Todos los negocios que conocemos hoy en día han partido de una idea. ¡Imagina lo importante que es definirla correctamente!
2. Validar la idea de negocio
Aunque parezca un paso difícil, en realidad no lo es tanto. Simplemente, debes comprobar si los clientes estarían dispuestos a pagar por tu producto o servicio antes de invertir grandes cantidades de dinero o pedir un crédito para tu negocio.
¿Cómo? Existen distintas formas de hacerlo y, aunque algunas son algo complejas, todas ellas son muy efectivas y te ayudan a descubrir la auténtica demanda del mercado con respecto a tu negocio y al catálogo de productos.
Te contamos 3 de estas formas:
Por un lado, lanzar una campaña de crowdfunding para observar cuántas personas estarían dispuestas a aportar dinero a tu idea.
Por otro lado, crear una versión beta del producto o servicio que quieres vender.
Y, por último, configurar una tienda online provisional para comprobar cuántos pedidos entrarían antes de abrir definitivamente.
3. Encontrar un nombre llamativo y comercial
Otro paso a seguir para emprender en un negocio es encontrar el nombre perfecto para tu proyecto. Tiene que ser fácil de recortar y memorable, pero, sobre todo, no debe estar en uso en el sector al que te vayas a enfocar.
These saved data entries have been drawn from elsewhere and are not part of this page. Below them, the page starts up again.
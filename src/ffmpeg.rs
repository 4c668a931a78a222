//! FFmpeg command wrapper utilities

use std::path::Path;
use std::process::{Command, Output};
use thiserror::Error;
use tracing::debug;

#[derive(Debug, Error)]
pub enum FfmpegError {
    #[error("FFmpeg not found in system PATH")]
    NotInstalled,

    #[error("FFmpeg execution failed: {0}")]
    ExecutionFailed(String),

    #[error("IO error: {0}")]
    Io(#[from] std::io::Error),
}

/// Builder for a single `ffmpeg` invocation.
pub struct FfmpegCommand {
    args: Vec<String>,
}

impl FfmpegCommand {
    pub fn new() -> Self {
        Self {
            args: vec!["-hide_banner".to_string(), "-loglevel".to_string(), "error".to_string()],
        }
    }

    pub fn input(mut self, path: impl AsRef<Path>) -> Self {
        self.args.push("-i".to_string());
        self.args.push(path.as_ref().display().to_string());
        self
    }

    pub fn output(mut self, path: impl AsRef<Path>) -> Self {
        self.args.push(path.as_ref().display().to_string());
        self
    }

    pub fn args(mut self, args: &[&str]) -> Self {
        self.args.extend(args.iter().map(|s| s.to_string()));
        self
    }

    /// Overwrite existing output files without prompting
    pub fn overwrite(mut self) -> Self {
        self.args.push("-y".to_string());
        self
    }

    pub fn execute(self) -> Result<Output, FfmpegError> {
        if !is_ffmpeg_installed() {
            return Err(FfmpegError::NotInstalled);
        }

        debug!("ffmpeg {}", self.args.join(" "));
        let output = Command::new("ffmpeg")
            .args(&self.args)
            .output()?;

        if !output.status.success() {
            let stderr = String::from_utf8_lossy(&output.stderr);
            return Err(FfmpegError::ExecutionFailed(stderr.trim().to_string()));
        }

        Ok(output)
    }
}

impl Default for FfmpegCommand {
    fn default() -> Self {
        Self::new()
    }
}

pub fn is_ffmpeg_installed() -> bool {
    Command::new("ffmpeg")
        .arg("-version")
        .output()
        .map(|o| o.status.success())
        .unwrap_or(false)
}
La clave aquí es hacer una lista con distintas opciones y valorar con gente de tu entorno cuál llama más la atención. Eso sí, no te dejes influenciar. La decisión final será tuya. Recuerda que el nombre comercial estará siempre ligado al producto o servicio.
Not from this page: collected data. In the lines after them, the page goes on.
//! Time windows over the frame sequence and per-window frame sampling

use crate::frames::Frame;
use tracing::warn;

/// A half-open interval `[start, end)` of video and the frames inside it
#[derive(Debug, Clone, PartialEq)]
pub struct Window {
    pub start: f64,
    pub end: f64,
    pub frames: Vec<Frame>,
}

impl Window {
    pub fn midpoint(&self) -> f64 {
        (self.start + self.end) / 2.0
    }

    pub fn is_empty(&self) -> bool {
        self.frames.is_empty()
    }
}

/// Build windows of `window_size` seconds, advancing by `stride`, from 0.0 until
/// the window start passes the last frame timestamp.
///
/// `frames` must be ordered by timestamp. Windows with no frames are kept.
pub fn build_windows(frames: &[Frame], window_size: f64, stride: f64) -> Vec<Window> {
    let Some(last) = frames.last() else {
        return Vec::new();
    };
    if !(stride > 0.0) || !(window_size > 0.0) {
        warn!("Refusing to build windows with window_size={} stride={}", window_size, stride);
        return Vec::new();
    }

    let mut windows = Vec::new();
    let mut step: u64 = 0;
    loop {
        // Multiply rather than accumulate so starts don't drift
        let start = step as f64 * stride;
        if start > last.ts {
            break;
        }
        let end = start + window_size;
        let in_window = frames
            .iter()
            .filter(|f| f.ts >= start && f.ts < end)
            .cloned()
            .collect();
        windows.push(Window { start, end, frames: in_window });
        step += 1;
    }

    windows
}

/// Pick up to `frames_per_window` frames spread evenly across the window.
///
/// The first and last picks are the window's first and last frames; indices in
/// between are interpolated with ties rounded to even. Duplicates are possible.
pub fn sample_frames(window: &Window, frames_per_window: usize) -> Vec<&Frame> {
    let k = window.frames.len();
    let n = frames_per_window.min(k);
    match n {
        0 => Vec::new(),
        1 => vec![&window.frames[0]],
        _ => (0..n)
            .map(|i| {
                let pos = (i * (k - 1)) as f64 / (n - 1) as f64;
                &window.frames[pos.round_ties_even() as usize]
            })
            .collect(),
    }
}

#[cfg(test)]
mod tests {
    use super::*;

    fn frames_at(ts: &[f64]) -> Vec<Frame> {
        ts.iter()
            .enumerate()
            .map(|(i, &ts)| Frame { index: i as u64, ts, path: format!("frame_{:04}.jpg", i) })
            .collect()
    }

    fn timestamps(w: &Window) -> Vec<f64> {
        w.frames.iter().map(|f| f.ts).collect()
    }

    #[test]
    fn test_empty_input_yields_no_windows() {
        assert!(build_windows(&[], 10.0, 5.0).is_empty());
    }

    #[test]
    fn test_tiled_windows() {
        let frames = frames_at(&[0.0, 5.0, 10.0, 15.0, 20.0, 25.0]);
        let windows = build_windows(&frames, 10.0, 10.0);

        assert_eq!(windows.len(), 3);
        assert_eq!((windows[0].start, windows[0].end), (0.0, 10.0));
        assert_eq!(timestamps(&windows[0]), vec![0.0, 5.0]);
        assert_eq!((windows[1].start, windows[1].end), (10.0, 20.0));
        assert_eq!(timestamps(&windows[1]), vec![10.0, 15.0]);
        assert_eq!((windows[2].start, windows[2].end), (20.0, 30.0));
        assert_eq!(timestamps(&windows[2]), vec![20.0, 25.0]);
    }

    #[test]
    fn test_overlapping_windows_are_ordered_and_constant_width() {
        let ts: Vec<f64> = (0..47).map(|i| i as f64 * 0.7).collect();
        let frames = frames_at(&ts);
        let windows = build_windows(&frames, 20.0, 10.0);

        assert!(!windows.is_empty());
        for pair in windows.windows(2) {
            assert!(pair[0].start <= pair[1].start);
        }
        for w in &windows {
            assert!((w.end - w.start - 20.0).abs() < 1e-9);
            assert!(w.frames.iter().all(|f| f.ts >= w.start && f.ts < w.end));
        }
        assert!(windows.last().unwrap().start <= frames.last().unwrap().ts);
    }

    #[test]
    fn test_windows_can_be_empty() {
        let frames = frames_at(&[0.0, 35.0]);
        let windows = build_windows(&frames, 10.0, 10.0);

        assert_eq!(windows.len(), 4);
        assert!(windows[1].is_empty());
        assert!(windows[2].is_empty());
        assert_eq!(timestamps(&windows[3]), vec![35.0]);
    }

    #[test]
    fn test_stride_larger_than_window_skips_frames() {
        let frames = frames_at(&[0.0, 5.0, 12.0]);
        let windows = build_windows(&frames, 4.0, 6.0);

        assert_eq!(windows.len(), 3);
        assert_eq!(timestamps(&windows[0]), vec![0.0]);
        assert!(windows[1].is_empty());
        assert_eq!(timestamps(&windows[2]), vec![12.0]);
    }

    #[test]
    fn test_build_is_deterministic() {
        let frames = frames_at(&[0.0, 1.5, 3.0, 9.5, 12.25]);
        assert_eq!(build_windows(&frames, 5.0, 2.5), build_windows(&frames, 5.0, 2.5));
    }

    #[test]
    fn test_non_positive_stride_yields_nothing() {
        let frames = frames_at(&[0.0, 1.0]);
        assert!(build_windows(&frames, 5.0, 0.0).is_empty());
    }

    fn window_of(k: usize) -> Window {
        let ts: Vec<f64> = (0..k).map(|i| i as f64).collect();
        Window { start: 0.0, end: k as f64, frames: frames_at(&ts) }
    }

    #[test]
    fn test_sample_single_pick_is_first_frame() {
        let w = window_of(5);
        let picks = sample_frames(&w, 1);
        assert_eq!(picks, vec![&w.frames[0]]);
    }

    #[test]
    fn test_sample_spans_window() {
        let w = window_of(7);
        let picks = sample_frames(&w, 3);
        let indices: Vec<u64> = picks.iter().map(|f| f.index).collect();
        assert_eq!(indices, vec![0, 3, 6]);
    }

    #[test]
    fn test_sample_ties_round_to_even() {
        let w = window_of(6);
        let indices: Vec<u64> = sample_frames(&w, 3).iter().map(|f| f.index).collect();
        assert_eq!(indices, vec![0, 2, 5]);
    }

    #[test]
    fn test_sample_bounds_and_endpoints() {
        for k in 0..12 {
            let w = window_of(k);
            for n in 1..8 {
                let picks = sample_frames(&w, n);
                assert!(picks.len() <= n.min(k));
                if k >= 2 && n >= 2 {
                    assert_eq!(picks.first().unwrap().index, 0);
                    assert_eq!(picks.last().unwrap().index, (k - 1) as u64);
                }
            }
        }
    }

    #[test]
    fn test_sample_empty_window() {
        assert!(sample_frames(&window_of(0), 3).is_empty());
    }
}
Entre las características de este nombre comercial hay que conseguir que sea sencillo y corto, pero, sobre todo, que pueda ser recordado por la audiencia. Además, es mejor evitar cualquier tipo de nombre que se parezca a otro en el mercado o el sector. Puedes consultar en Google para asegurarte de esto.
4. Hacer un plan de negocios
El cuarto paso va a ser crear un plan de negocios. La planificación es todo para el éxito de un negocio. Por eso, no puede faltar en esta lista de pasos. Si nunca has hecho uno, en Internet, puedes encontrar multitud de plantillas para estructurar tu negocio.
Para los emprendedores es fundamental tener este plan de negocios y deben contar con un análisis DAFO y un análisis competitivo. Para ello, basta con realizar una investigación previa del sector donde vas a adentrarte con tu negocio.
5. Manejar las finanzas del negocio
Por último, ten muy en cuenta las finanzas de tu futuro negocio. Debes conocer y comprender muy bien todos los aspectos relacionados con el flujo de caja y la contabilidad a corto y largo plazo.
Eso sí, primero plantéate cuánto vas a invertir en tu negocio. La inversión inicial va a depender del tipo de proyecto. Por ejemplo, si se trata de una inversión online, esa aportación de dinero va a ser mucho menor. Lo más importante, al final, es tener clara cuál será la inversión total antes de dar el primer paso y conocer qué beneficios podrá aportarte y en cuánto tiempo.
Normalmente, la financiación va a ser necesaria para lanzar el proyecto al mercado, pero existen multitud de fuentes que te ayudarán en esto, sobre todo si eres emprendedor.
Para terminar, tendrás que incluir la contabilidad entre tus tareas principales justo en el momento que empieces a hacer compras para tu empresa. En este sentido, es fundamentar llevar un registro de gastos y de ingresos, para controlar, en todo momento, el flujo de caja. Además, será muy útil si, pasado un tiempo, decides derivar este trabajo a un gestor o contable.
No olvides abrir una cuenta bancaria de empresa y contar con una tarjeta de crédito solo para el negocio. Es mejor mantener separado lo profesional y lo personal.